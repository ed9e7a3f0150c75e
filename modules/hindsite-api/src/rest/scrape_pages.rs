//! Scrape-page browsing and bulk manual processing. Preview never mutates;
//! apply reports per-page outcomes.

use std::sync::Arc;

use axum::{
    extract::{Path, Query, State},
    http::StatusCode,
    response::{IntoResponse, Json},
};
use serde::{Deserialize, Serialize};
use tracing::warn;
use uuid::Uuid;

use hindsite_common::PageStatus;
use hindsite_jobs::{EnqueueOptions, QueueName};
use hindsite_pipeline::{ExtractBatchPayload, EXTRACT_BATCH_JOB};
use hindsite_store::{PageCursor, ScrapePageQuery, ScrapePageRow, StoreError};

use crate::state::AppState;

#[derive(Debug, Default, Deserialize)]
pub struct ListParams {
    #[serde(default)]
    pub status: Option<String>,
    #[serde(default)]
    pub filter_category: Option<String>,
    #[serde(default)]
    pub is_manually_overridden: Option<bool>,
    #[serde(default)]
    pub priority_min: Option<i32>,
    #[serde(default)]
    pub priority_max: Option<i32>,
    #[serde(default)]
    pub search: Option<String>,
    #[serde(default)]
    pub session_id: Option<Uuid>,
    #[serde(default)]
    pub has_errors: Option<bool>,
    #[serde(default)]
    pub date_from: Option<chrono::DateTime<chrono::Utc>>,
    #[serde(default)]
    pub date_to: Option<chrono::DateTime<chrono::Utc>>,
    #[serde(default)]
    pub show_only_processable: Option<bool>,
    #[serde(default)]
    pub cursor: Option<String>,
    #[serde(default)]
    pub limit: Option<i64>,
}

impl ListParams {
    /// CSV list params ("status=pending,failed") into the query shape.
    fn to_query(&self) -> ScrapePageQuery {
        let csv = |raw: &Option<String>| -> Vec<String> {
            raw.as_deref()
                .map(|s| {
                    s.split(',')
                        .map(str::trim)
                        .filter(|v| !v.is_empty())
                        .map(str::to_string)
                        .collect()
                })
                .unwrap_or_default()
        };
        ScrapePageQuery {
            statuses: csv(&self.status),
            filter_categories: csv(&self.filter_category),
            is_manually_overridden: self.is_manually_overridden,
            priority_min: self.priority_min,
            priority_max: self.priority_max,
            search: self.search.clone(),
            session_id: self.session_id,
            has_errors: self.has_errors,
            date_from: self.date_from,
            date_to: self.date_to,
            show_only_processable: self.show_only_processable.unwrap_or(false),
            cursor: self.cursor.as_deref().and_then(PageCursor::decode),
            limit: self.limit.unwrap_or(100),
        }
    }
}

pub async fn list_scrape_pages(
    State(state): State<Arc<AppState>>,
    Path(project_id): Path<Uuid>,
    Query(params): Query<ListParams>,
) -> axum::response::Response {
    let query = params.to_query();
    match state.store.list_scrape_pages(project_id, &query).await {
        Ok(rows) => {
            let next_cursor = rows.last().map(|row| {
                PageCursor {
                    created_at: row.created_at,
                    id: row.id,
                }
                .encode()
            });
            Json(serde_json::json!({
                "scrape_pages": rows,
                "next_cursor": next_cursor,
            }))
            .into_response()
        }
        Err(e) => {
            warn!(error = %e, "Scrape page listing failed");
            (
                StatusCode::INTERNAL_SERVER_ERROR,
                Json(serde_json::json!({ "error": "internal error" })),
            )
                .into_response()
        }
    }
}

// ---------------------------------------------------------------------------
// Bulk manual processing
// ---------------------------------------------------------------------------

#[derive(Debug, Clone, Copy, PartialEq, Eq, Deserialize, Serialize)]
#[serde(rename_all = "snake_case")]
pub enum BulkAction {
    MarkForProcessing,
    ApproveAll,
    SkipAll,
    Retry,
    ResetStatus,
    UpdatePriority,
    Delete,
}

#[derive(Debug, Deserialize)]
#[serde(deny_unknown_fields)]
pub struct BulkBody {
    pub action: BulkAction,
    #[serde(default)]
    pub reason: Option<String>,
    /// Required for update_priority.
    #[serde(default)]
    pub priority: Option<u8>,
    /// Explicit page ids; when empty, `filters` selects the set.
    #[serde(default)]
    pub scrape_page_ids: Vec<Uuid>,
    #[serde(default)]
    pub filters: Option<BulkFilters>,
}

#[derive(Debug, Clone, Default, Deserialize)]
#[serde(deny_unknown_fields)]
pub struct BulkFilters {
    #[serde(default)]
    pub status: Vec<String>,
    #[serde(default)]
    pub filter_category: Vec<String>,
    #[serde(default)]
    pub session_id: Option<Uuid>,
    #[serde(default)]
    pub priority_min: Option<i32>,
    #[serde(default)]
    pub priority_max: Option<i32>,
    #[serde(default)]
    pub search: Option<String>,
}

#[derive(Debug, Serialize)]
struct BulkOutcome {
    id: Uuid,
    #[serde(skip_serializing_if = "Option::is_none")]
    new_status: Option<String>,
    #[serde(skip_serializing_if = "Option::is_none")]
    reason: Option<String>,
}

async fn select_pages(
    state: &AppState,
    project_id: Uuid,
    body: &BulkBody,
) -> Result<Vec<ScrapePageRow>, StoreError> {
    if !body.scrape_page_ids.is_empty() {
        let mut rows = Vec::new();
        for id in &body.scrape_page_ids {
            match state.store.get_scrape_page(*id).await {
                Ok(row) => rows.push(row),
                Err(StoreError::NotFound(..)) => {}
                Err(e) => return Err(e),
            }
        }
        return Ok(rows);
    }

    let filters = body.filters.clone().unwrap_or_default();
    let query = ScrapePageQuery {
        statuses: filters.status.clone(),
        filter_categories: filters.filter_category.clone(),
        session_id: filters.session_id,
        priority_min: filters.priority_min,
        priority_max: filters.priority_max,
        search: filters.search.clone(),
        limit: 500,
        ..Default::default()
    };
    state.store.list_scrape_pages(project_id, &query).await
}

/// What a bulk action would do to one page, without doing it.
fn preview_action(row: &ScrapePageRow, action: BulkAction) -> Result<&'static str, String> {
    let status: PageStatus = row
        .status
        .parse()
        .map_err(|_| format!("unparseable status {}", row.status))?;
    match action {
        BulkAction::MarkForProcessing | BulkAction::ApproveAll => {
            hindsite_store::check_transition(status, PageStatus::ManuallyApproved)
                .map_err(|e| e.to_string())?;
            Ok("manually_approved")
        }
        BulkAction::SkipAll => {
            hindsite_store::check_transition(status, PageStatus::ManuallySkipped)
                .map_err(|e| e.to_string())?;
            Ok("manually_skipped")
        }
        BulkAction::Retry | BulkAction::ResetStatus => {
            hindsite_store::check_transition(status, PageStatus::Pending)
                .map_err(|e| e.to_string())?;
            Ok("pending")
        }
        BulkAction::UpdatePriority => Ok("unchanged"),
        BulkAction::Delete => Ok("deleted"),
    }
}

pub async fn bulk_preview(
    State(state): State<Arc<AppState>>,
    Path(project_id): Path<Uuid>,
    Json(body): Json<BulkBody>,
) -> axum::response::Response {
    let rows = match select_pages(&state, project_id, &body).await {
        Ok(rows) => rows,
        Err(e) => {
            warn!(error = %e, "Bulk preview selection failed");
            return (
                StatusCode::INTERNAL_SERVER_ERROR,
                Json(serde_json::json!({ "error": "internal error" })),
            )
                .into_response();
        }
    };

    let mut would_succeed = Vec::new();
    let mut would_fail = Vec::new();
    for row in &rows {
        match preview_action(row, body.action) {
            Ok(new_status) => would_succeed.push(BulkOutcome {
                id: row.id,
                new_status: Some(new_status.to_string()),
                reason: None,
            }),
            Err(reason) => would_fail.push(BulkOutcome {
                id: row.id,
                new_status: None,
                reason: Some(reason),
            }),
        }
    }

    Json(serde_json::json!({
        "action": body.action,
        "total": rows.len(),
        "would_succeed": would_succeed,
        "would_fail": would_fail,
    }))
    .into_response()
}

pub async fn bulk_apply(
    State(state): State<Arc<AppState>>,
    Path(project_id): Path<Uuid>,
    Json(body): Json<BulkBody>,
) -> axum::response::Response {
    if body.action == BulkAction::UpdatePriority && body.priority.is_none() {
        return (
            StatusCode::BAD_REQUEST,
            Json(serde_json::json!({
                "errors": [{"field": "priority", "message": "update_priority requires a priority", "code": "required"}]
            })),
        )
            .into_response();
    }

    let rows = match select_pages(&state, project_id, &body).await {
        Ok(rows) => rows,
        Err(e) => {
            warn!(error = %e, "Bulk apply selection failed");
            return (
                StatusCode::INTERNAL_SERVER_ERROR,
                Json(serde_json::json!({ "error": "internal error" })),
            )
                .into_response();
        }
    };

    let reason = body.reason.clone().unwrap_or_else(|| "bulk action".to_string());
    let mut succeeded = Vec::new();
    let mut failed = Vec::new();
    let mut to_process: Vec<Uuid> = Vec::new();

    for row in &rows {
        let result = apply_action(&state, project_id, row, &body, &reason).await;
        match result {
            Ok(new_status) => {
                if body.action == BulkAction::MarkForProcessing {
                    to_process.push(row.id);
                }
                succeeded.push(BulkOutcome {
                    id: row.id,
                    new_status: Some(new_status.to_string()),
                    reason: None,
                });
            }
            Err(reason) => failed.push(BulkOutcome {
                id: row.id,
                new_status: None,
                reason: Some(reason),
            }),
        }
    }

    // Approved-for-processing pages go straight onto the scraping queue.
    if !to_process.is_empty() {
        let session_id = rows.iter().find_map(|r| r.session_id);
        if let Some(session_id) = session_id {
            let payload = ExtractBatchPayload {
                project_id,
                session_id,
                scrape_page_ids: to_process,
            };
            if let Err(e) = state
                .jobs
                .enqueue(
                    QueueName::Scraping,
                    EXTRACT_BATCH_JOB,
                    serde_json::to_value(&payload).expect("payload serializes"),
                    EnqueueOptions {
                        session_id: Some(session_id),
                        ..Default::default()
                    },
                )
                .await
            {
                warn!(error = %e, "Failed to enqueue manual processing batch");
            }
        }
    }

    Json(serde_json::json!({
        "action": body.action,
        "succeeded": succeeded,
        "failed": failed,
    }))
    .into_response()
}

async fn apply_action(
    state: &AppState,
    project_id: Uuid,
    row: &ScrapePageRow,
    body: &BulkBody,
    reason: &str,
) -> Result<&'static str, String> {
    let map_err = |e: StoreError| e.to_string();
    match body.action {
        BulkAction::MarkForProcessing => {
            state
                .facade
                .mark_manual_override(
                    row.id,
                    project_id,
                    PageStatus::ManuallyApproved,
                    "api",
                    reason,
                )
                .await
                .map_err(map_err)?;
            state
                .facade
                .reset_to_pending(row.id, project_id)
                .await
                .map_err(map_err)?;
            Ok("pending")
        }
        BulkAction::ApproveAll => {
            state
                .facade
                .mark_manual_override(
                    row.id,
                    project_id,
                    PageStatus::ManuallyApproved,
                    "api",
                    reason,
                )
                .await
                .map_err(map_err)?;
            Ok("manually_approved")
        }
        BulkAction::SkipAll => {
            state
                .facade
                .mark_manual_override(
                    row.id,
                    project_id,
                    PageStatus::ManuallySkipped,
                    "api",
                    reason,
                )
                .await
                .map_err(map_err)?;
            Ok("manually_skipped")
        }
        BulkAction::Retry | BulkAction::ResetStatus => {
            state
                .facade
                .set_status(row.id, project_id, PageStatus::Pending, None)
                .await
                .map_err(map_err)?;
            Ok("pending")
        }
        BulkAction::UpdatePriority => {
            let priority = body.priority.expect("validated above");
            state
                .facade
                .update_priority(row.id, project_id, priority)
                .await
                .map_err(map_err)?;
            Ok("unchanged")
        }
        BulkAction::Delete => {
            state
                .facade
                .delete_scrape_page(row.id, project_id)
                .await
                .map_err(map_err)?;
            Ok("deleted")
        }
    }
}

_WHAT THIS TASK INVOLVES_. Whenever the word "BulkOutcome" occurs in a line of the records, that line counts once; state the total alone.

_EXERCISE RESPONSE_. 5